Trend of serum creatinine (mg/dL), estimated glomerular filtration rate (mL/min), and platelet count versus time in the presented patient. Green line = serum creatinine (mg/dL) (left y axis); black line = eGFR (mL/min) (left y axis); red line = platelet count (×1,000/μL) (right y axis); black box = peripartum thrombotic microangiopathy/atypical hemolytic uremic syndrome presentation; black arrow = date of therapeutic abortion; red arrow and box = start and duration of cyclophosphamide treatment; green box = start and duration of eculizumab treatment.

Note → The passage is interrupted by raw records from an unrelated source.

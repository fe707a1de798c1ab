//! Client session with a pixel controller.
//!
//! A [`Session`] owns a single WebSocket connection and the pixel-count
//! shadow state, and exposes one method per pixel operation.
//!
//! # Module Structure
//!
//! | Module | Description |
//! |--------|-------------|
//! | `config` | Timeouts, builder and controller address |
//! | `core` | Session struct, connect/disconnect, status |
//! | `pixels` | Pixel commands with argument clamping |
//! | `state` | Status codes and shadow state |
//!
//! # Example
//!
//! ```ignore
//! let session = Session::new();
//! session.connect("localhost", 8000).await?;
//!
//! session.auto_show("Off")?;
//! session.set_pixel(0.0, 255.0, 0.0, 0.0)?;
//! session.show()?;
//!
//! session.set_pixel_count(8.0)?;
//! assert_eq!(session.get_pixel_count(), 8);
//! ```

// ============================================================================
// Submodules
// ============================================================================

mod config;
mod core;
mod pixels;
mod state;

// ============================================================================
// Re-exports
// ============================================================================

pub use config::{
    ControllerAddr, DEFAULT_CONNECT_TIMEOUT, DEFAULT_HANDSHAKE_TIMEOUT, SessionBuilder,
    SessionConfig,
};
pub use core::Session;
pub use state::{Status, StatusReport};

The renal biopsy (Fig. 2) contained approximately 39 glomeruli (1 globally sclerotic) and demonstrated a diffuse active proliferative glomerulonephritis represented by diffuse endocapillary hypercellularity composed of swollen endothelial cells, leukocytes, frequent neutrophils/karyorrhectic debris, focal necrotizing lesions, focal large cellular crescents (∼18% glomeruli involved), and rare large subendothelial (wire loop/hyaline pseudothrombus type) deposits. The majority of capillary loops showed capillary loop double contour formation. There was patchy mild interstitial inflammation and edema as well as acute tubular injury. There was < 10% interstitial fibrosis and tubular atrophy. There was frequent necrotizing arteriolitis, often at glomerular hila, as well as focal necrotizing arteritis. Arteries also exhibited endotheliosis and focal fibrinoid necrosis. At least one artery exhibited necrotizing vasculopathy without inflammation. Occasional arterioles showed luminal fibrinogen suggestive of thrombi.
Fig. 2

Renal biopsy findings. a, b Light microscopy images demonstrating global endocapillary hypercellularity and crescent formation (a) and necrotizing arteritis (b). Periodic acid Schiff stain. ×400. c, d Immunofluorescence microscopy images demonstrating a global granular capillary wall and mesangial IgG staining (c) and luminal fibrinogen staining in glomeruli and hilar arterioles (d). ×400. e, f Electron micrographs demonstrating detachment of endothelial cells from basement membranes with interposition of electron-lucent material suggestive of active thrombotic microangiopathy.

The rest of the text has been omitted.